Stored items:
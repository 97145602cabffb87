use std::path::Path;

use {
    anyhow::Result,
    async_trait::async_trait,
    loom_commands::{ApplyOutcome, PlanExecutor, apply},
};

/// Executor for the standalone binary: loom does not run models, so the
/// prompt for the exec agent is handed back for the host to run.
struct HandoffExecutor;

#[async_trait]
impl PlanExecutor for HandoffExecutor {
    async fn execute(&self, agent: &str, prompt: &str) -> Result<String> {
        Ok(format!("@{agent}\n\n{prompt}"))
    }
}

pub async fn handle_apply(dir: &Path, request: &str) -> Result<()> {
    let outcome = apply(dir, request, &HandoffExecutor).await?;
    if let ApplyOutcome::Executed { plan, .. } = &outcome {
        tracing::info!(plan = %plan.display(), "plan handed to exec");
    }
    println!("{}", outcome.message());
    Ok(())
}

#[allow(clippy::unwrap_used, clippy::expect_used)]
#[cfg(test)]
mod tests {
    use super::*;

    #[tokio::test]
    async fn handoff_prefixes_agent() {
        let tmp = tempfile::tempdir().unwrap();
        std::fs::write(tmp.path().join("plan-docs.md"), "1. Write docs.\n").unwrap();
        let outcome = apply(tmp.path(), "docs", &HandoffExecutor).await.unwrap();
        let text = outcome.message();
        assert!(text.starts_with("@exec\n\n"));
        assert!(text.contains("1. Write docs."));
    }
}
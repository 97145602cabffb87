//! Tool toggles and permission policies attached to every agent descriptor.
//!
//! Both maps keep declaration order so the serialized descriptor lists tools
//! in the order a role declares them.

use serde::{Deserialize, Serialize, Serializer};

// ── Tool identifiers ─────────────────────────────────────────────────────────

pub const READ: &str = "read";
pub const WRITE: &str = "write";
pub const EDIT: &str = "edit";
pub const BASH: &str = "bash";
pub const LIST: &str = "list";
pub const GLOB: &str = "glob";
pub const GREP: &str = "grep";
/// Delegation to other agents.
pub const TASK: &str = "task";
pub const SKILL: &str = "skill";
pub const WEBFETCH: &str = "webfetch";
pub const TODOWRITE: &str = "todowrite";
pub const TODOREAD: &str = "todoread";
pub const PLATFORM_AGENTS: &str = "platform_agents";
pub const PLATFORM_SKILLS: &str = "platform_skills";

// ── Permission ───────────────────────────────────────────────────────────────

/// Policy for a guarded action.
#[derive(Debug, Clone, Copy, PartialEq, Eq, Serialize, Deserialize)]
#[serde(rename_all = "lowercase")]
pub enum Permission {
    Allow,
    Ask,
    Deny,
}

impl Permission {
    pub fn parse(value: &str) -> Option<Self> {
        match value.trim().to_ascii_lowercase().as_str() {
            "allow" => Some(Self::Allow),
            "ask" => Some(Self::Ask),
            "deny" => Some(Self::Deny),
            _ => None,
        }
    }

    pub fn as_str(self) -> &'static str {
        match self {
            Self::Allow => "allow",
            Self::Ask => "ask",
            Self::Deny => "deny",
        }
    }
}

impl std::fmt::Display for Permission {
    fn fmt(&self, f: &mut std::fmt::Formatter<'_>) -> std::fmt::Result {
        f.write_str(self.as_str())
    }
}

// ── ToolSet ──────────────────────────────────────────────────────────────────

/// Ordered tool identifier → enabled map.
#[derive(Debug, Clone, Default, PartialEq, Eq)]
pub struct ToolSet {
    entries: Vec<(String, bool)>,
}

impl ToolSet {
    pub fn new() -> Self {
        Self::default()
    }

    /// Set a tool, keeping its original position if already declared.
    pub fn set(mut self, tool: &str, enabled: bool) -> Self {
        self.insert(tool, enabled);
        self
    }

    pub fn enable(self, tools: &[&str]) -> Self {
        tools.iter().fold(self, |set, tool| set.set(tool, true))
    }

    pub fn disable(self, tools: &[&str]) -> Self {
        tools.iter().fold(self, |set, tool| set.set(tool, false))
    }

    fn insert(&mut self, tool: &str, enabled: bool) {
        match self.entries.iter_mut().find(|(name, _)| name == tool) {
            Some((_, slot)) => *slot = enabled,
            None => self.entries.push((tool.to_string(), enabled)),
        }
    }

    /// `None` when the tool is not declared at all.
    pub fn get(&self, tool: &str) -> Option<bool> {
        self.entries
            .iter()
            .find(|(name, _)| name == tool)
            .map(|(_, enabled)| *enabled)
    }

    pub fn is_enabled(&self, tool: &str) -> bool {
        self.get(tool).unwrap_or(false)
    }

    pub fn iter(&self) -> impl Iterator<Item = (&str, bool)> {
        self.entries.iter().map(|(name, on)| (name.as_str(), *on))
    }

    pub fn enabled(&self) -> impl Iterator<Item = &str> {
        self.iter().filter(|(_, on)| *on).map(|(name, _)| name)
    }

    pub fn len(&self) -> usize {
        self.entries.len()
    }

    pub fn is_empty(&self) -> bool {
        self.entries.is_empty()
    }
}

impl Serialize for ToolSet {
    fn serialize<S: Serializer>(&self, serializer: S) -> Result<S::Ok, S::Error> {
        serializer.collect_map(self.entries.iter().map(|(k, v)| (k, v)))
    }
}

// ── Permission policy ────────────────────────────────────────────────────────

/// Ordered shell pattern → permission map. `*` matches any sequence.
#[derive(Debug, Clone, Default, PartialEq, Eq)]
pub struct BashPolicy {
    patterns: Vec<(String, Permission)>,
}

impl BashPolicy {
    /// A single catch-all `*` rule.
    pub fn all(permission: Permission) -> Self {
        Self::default().rule("*", permission)
    }

    pub fn rule(mut self, pattern: &str, permission: Permission) -> Self {
        match self.patterns.iter_mut().find(|(p, _)| p == pattern) {
            Some((_, slot)) => *slot = permission,
            None => self.patterns.push((pattern.to_string(), permission)),
        }
        self
    }

    pub fn iter(&self) -> impl Iterator<Item = (&str, Permission)> {
        self.patterns.iter().map(|(p, perm)| (p.as_str(), *perm))
    }

    /// Resolve the permission for `command`.
    ///
    /// An exact pattern wins; otherwise the longest matching wildcard pattern
    /// applies. No match resolves to [`Permission::Ask`].
    pub fn resolve(&self, command: &str) -> Permission {
        let command = command.trim();
        if let Some((_, perm)) = self.patterns.iter().find(|(p, _)| p == command) {
            return *perm;
        }
        self.patterns
            .iter()
            .filter(|(p, _)| p.contains('*') && matches_wildcard(p, command))
            .max_by_key(|(p, _)| p.len())
            .map_or(Permission::Ask, |(_, perm)| *perm)
    }
}

impl Serialize for BashPolicy {
    fn serialize<S: Serializer>(&self, serializer: S) -> Result<S::Ok, S::Error> {
        serializer.collect_map(self.patterns.iter().map(|(k, v)| (k, v)))
    }
}

/// Glob match where `*` spans any (possibly empty) sequence.
pub fn matches_wildcard(pattern: &str, text: &str) -> bool {
    let mut parts = pattern.split('*');
    let Some(first) = parts.next() else {
        return text.is_empty();
    };
    let Some(mut rest) = text.strip_prefix(first) else {
        return false;
    };

    let tail: Vec<&str> = parts.collect();
    let Some((last, middle)) = tail.split_last() else {
        // No `*` at all: exact comparison.
        return rest.is_empty();
    };

    for part in middle {
        match rest.find(part) {
            Some(idx) => rest = &rest[idx + part.len()..],
            None => return false,
        }
    }
    rest.len() >= last.len() && rest.ends_with(last)
}

/// Edit, shell and network-fetch permissions for one agent.
#[derive(Debug, Clone, PartialEq, Eq, Serialize)]
pub struct PermissionPolicy {
    pub edit: Permission,
    pub bash: BashPolicy,
    pub webfetch: Permission,
}

impl PermissionPolicy {
    pub fn new(edit: Permission, bash: BashPolicy, webfetch: Permission) -> Self {
        Self {
            edit,
            bash,
            webfetch,
        }
    }

    /// Everything denied.
    pub fn locked_down() -> Self {
        Self::new(
            Permission::Deny,
            BashPolicy::all(Permission::Deny),
            Permission::Deny,
        )
    }
}

// ── CapabilityProfile ────────────────────────────────────────────────────────

/// Complete tool and permission set for one role. Profiles never inherit from
/// one another.
#[derive(Debug, Clone, PartialEq, Eq, Serialize)]
pub struct CapabilityProfile {
    pub tools: ToolSet,
    pub permission: PermissionPolicy,
}

impl CapabilityProfile {
    /// Profile for an orchestrator. Delegation stays as declared.
    pub fn primary(tools: ToolSet, permission: PermissionPolicy) -> Self {
        Self { tools, permission }
    }

    /// Profile for a subagent: `task` is always forced off.
    pub fn subagent(tools: ToolSet, permission: PermissionPolicy) -> Self {
        Self {
            tools: tools.set(TASK, false),
            permission,
        }
    }

    pub fn delegation_enabled(&self) -> bool {
        self.tools.is_enabled(TASK)
    }

    /// True when the role can change files: an edit-capable tool is on and the
    /// edit policy is not `deny`.
    pub fn can_modify_files(&self) -> bool {
        (self.tools.is_enabled(EDIT) || self.tools.is_enabled(WRITE))
            && self.permission.edit != Permission::Deny
    }

    /// Shell policy for `command`, or `Deny` when the bash tool is off.
    pub fn bash_permission(&self, command: &str) -> Permission {
        if !self.tools.is_enabled(BASH) {
            return Permission::Deny;
        }
        self.permission.bash.resolve(command)
    }

    pub fn webfetch_permission(&self) -> Permission {
        if !self.tools.is_enabled(WEBFETCH) {
            return Permission::Deny;
        }
        self.permission.webfetch
    }
}
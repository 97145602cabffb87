//! Built-in slash commands and the `/apply` plan runner.

pub mod apply;
pub mod builtin;
pub mod registry;

pub use {
    apply::{
        ApplyOutcome, PlanExecutor, PlanLookup, apply, plan_file_name, plan_prompt, resolve_plan,
    },
    builtin::{APPLY, BuiltinCommand, builtin_commands},
    registry::{ARGUMENTS_PLACEHOLDER, register_commands, render_template},
};
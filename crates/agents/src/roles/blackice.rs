use {
    loom_config::{AgentMap, LoomConfig},
    loom_skills::SkillInfo,
};

use crate::{
    capability::{
        BASH, CapabilityProfile, EDIT, GLOB, GREP, PLATFORM_AGENTS, PLATFORM_SKILLS,
        PermissionPolicy, READ, SKILL, TASK, TODOREAD, TODOWRITE, ToolSet, WEBFETCH, WRITE,
    },
    definition::AgentDefinition,
    descriptor::AgentDescriptor,
};

pub const NAME: &str = "blackice";

const DESCRIPTION: &str = "blackice (BLACKICE-7) – a subagent focused on code review for \
     correctness, maintainability, and performance. Always uses skills first, then provides \
     structured review feedback.";

const PROMPT: &str = "\
# BLACKICE-7 Subagent

You are **blackice**, the review subagent. You read code, mostly code written \
by @blueprint, and report problems. You never edit files, run commands or call \
other agents.

Run any matching review skill first.

## Report format

1. Summary: one paragraph on overall quality.
2. Issues: each with file and line, severity (blocker, major, minor) and a \
concrete fix.
3. Performance: complexity or allocation concerns on hot paths.
4. Follow-ups: anything out of scope for this change.
";

/// Read-only reviewer.
pub struct Blackice;

pub fn profile() -> CapabilityProfile {
    CapabilityProfile::subagent(
        ToolSet::new()
            .enable(&[READ, GLOB, GREP])
            .disable(&[PLATFORM_AGENTS])
            .enable(&[PLATFORM_SKILLS, SKILL])
            .disable(&[WRITE, EDIT, BASH, WEBFETCH, TASK, TODOWRITE, TODOREAD]),
        PermissionPolicy::locked_down(),
    )
}

impl AgentDefinition for Blackice {
    fn name(&self) -> &'static str {
        NAME
    }

    fn synthesize(&self, config: &LoomConfig, _: &AgentMap, _: &[SkillInfo]) -> AgentDescriptor {
        AgentDescriptor::subagent(DESCRIPTION, profile())
            .model(config.fallback_model().map(str::to_string))
            .temperature(0.2)
            .prompt(PROMPT)
    }
}
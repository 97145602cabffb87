use std::path::Path;

use {
    anyhow::{Context, bail},
    serde::Deserialize,
};

use crate::types::{SkillInfo, SkillLocation};

/// Frontmatter fields the catalog cares about. Other keys are ignored.
#[derive(Debug, Deserialize)]
struct Frontmatter {
    name: String,
    #[serde(default)]
    description: Option<String>,
}

/// Validate a skill name: lowercase ASCII, digits, `-` or `:` separators, 1-64 chars.
pub fn validate_name(name: &str) -> bool {
    let separators_ok = !name.starts_with(['-', ':'])
        && !name.ends_with(['-', ':'])
        && !name.contains("--")
        && !name.contains("::");
    (1..=64).contains(&name.len())
        && separators_ok
        && name
            .chars()
            .all(|c| c.is_ascii_lowercase() || c.is_ascii_digit() || c == '-' || c == ':')
}

/// Parse a SKILL.md file into a catalog entry.
pub fn parse_skill_info(
    content: &str,
    skill_dir: &Path,
    location: SkillLocation,
) -> anyhow::Result<SkillInfo> {
    let frontmatter = frontmatter(content)?;
    let fm: Frontmatter =
        serde_yaml::from_str(frontmatter).context("invalid SKILL.md frontmatter")?;

    if !validate_name(&fm.name) {
        bail!(
            "invalid skill name '{}': must be 1-64 lowercase alphanumeric/hyphen chars",
            fm.name
        );
    }

    let description = fm
        .description
        .map(|d| d.trim().to_string())
        .filter(|d| !d.is_empty());

    Ok(SkillInfo::discovered(
        fm.name,
        description,
        location,
        skill_dir.display().to_string(),
    ))
}

/// Return the YAML between the opening and closing `---` lines.
fn frontmatter(content: &str) -> anyhow::Result<&str> {
    let Some(after_open) = content.trim_start().strip_prefix("---") else {
        bail!("SKILL.md must start with YAML frontmatter delimited by ---");
    };
    let (yaml, _body) = after_open
        .split_once("\n---")
        .context("SKILL.md missing closing --- for frontmatter")?;
    Ok(yaml.trim())
}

» **EXERCISE REQUIREMENTS**:
From the entries above, copy out every line where the string "filter" appears.

» **ANSWER TO THIS TASK**:
        self.iter().filter(|(_, on)| *on).map(|(name, _)| name)
            .filter(|(p, _)| p.contains('*') && matches_wildcard(p, command))
        .filter(|d| !d.is_empty());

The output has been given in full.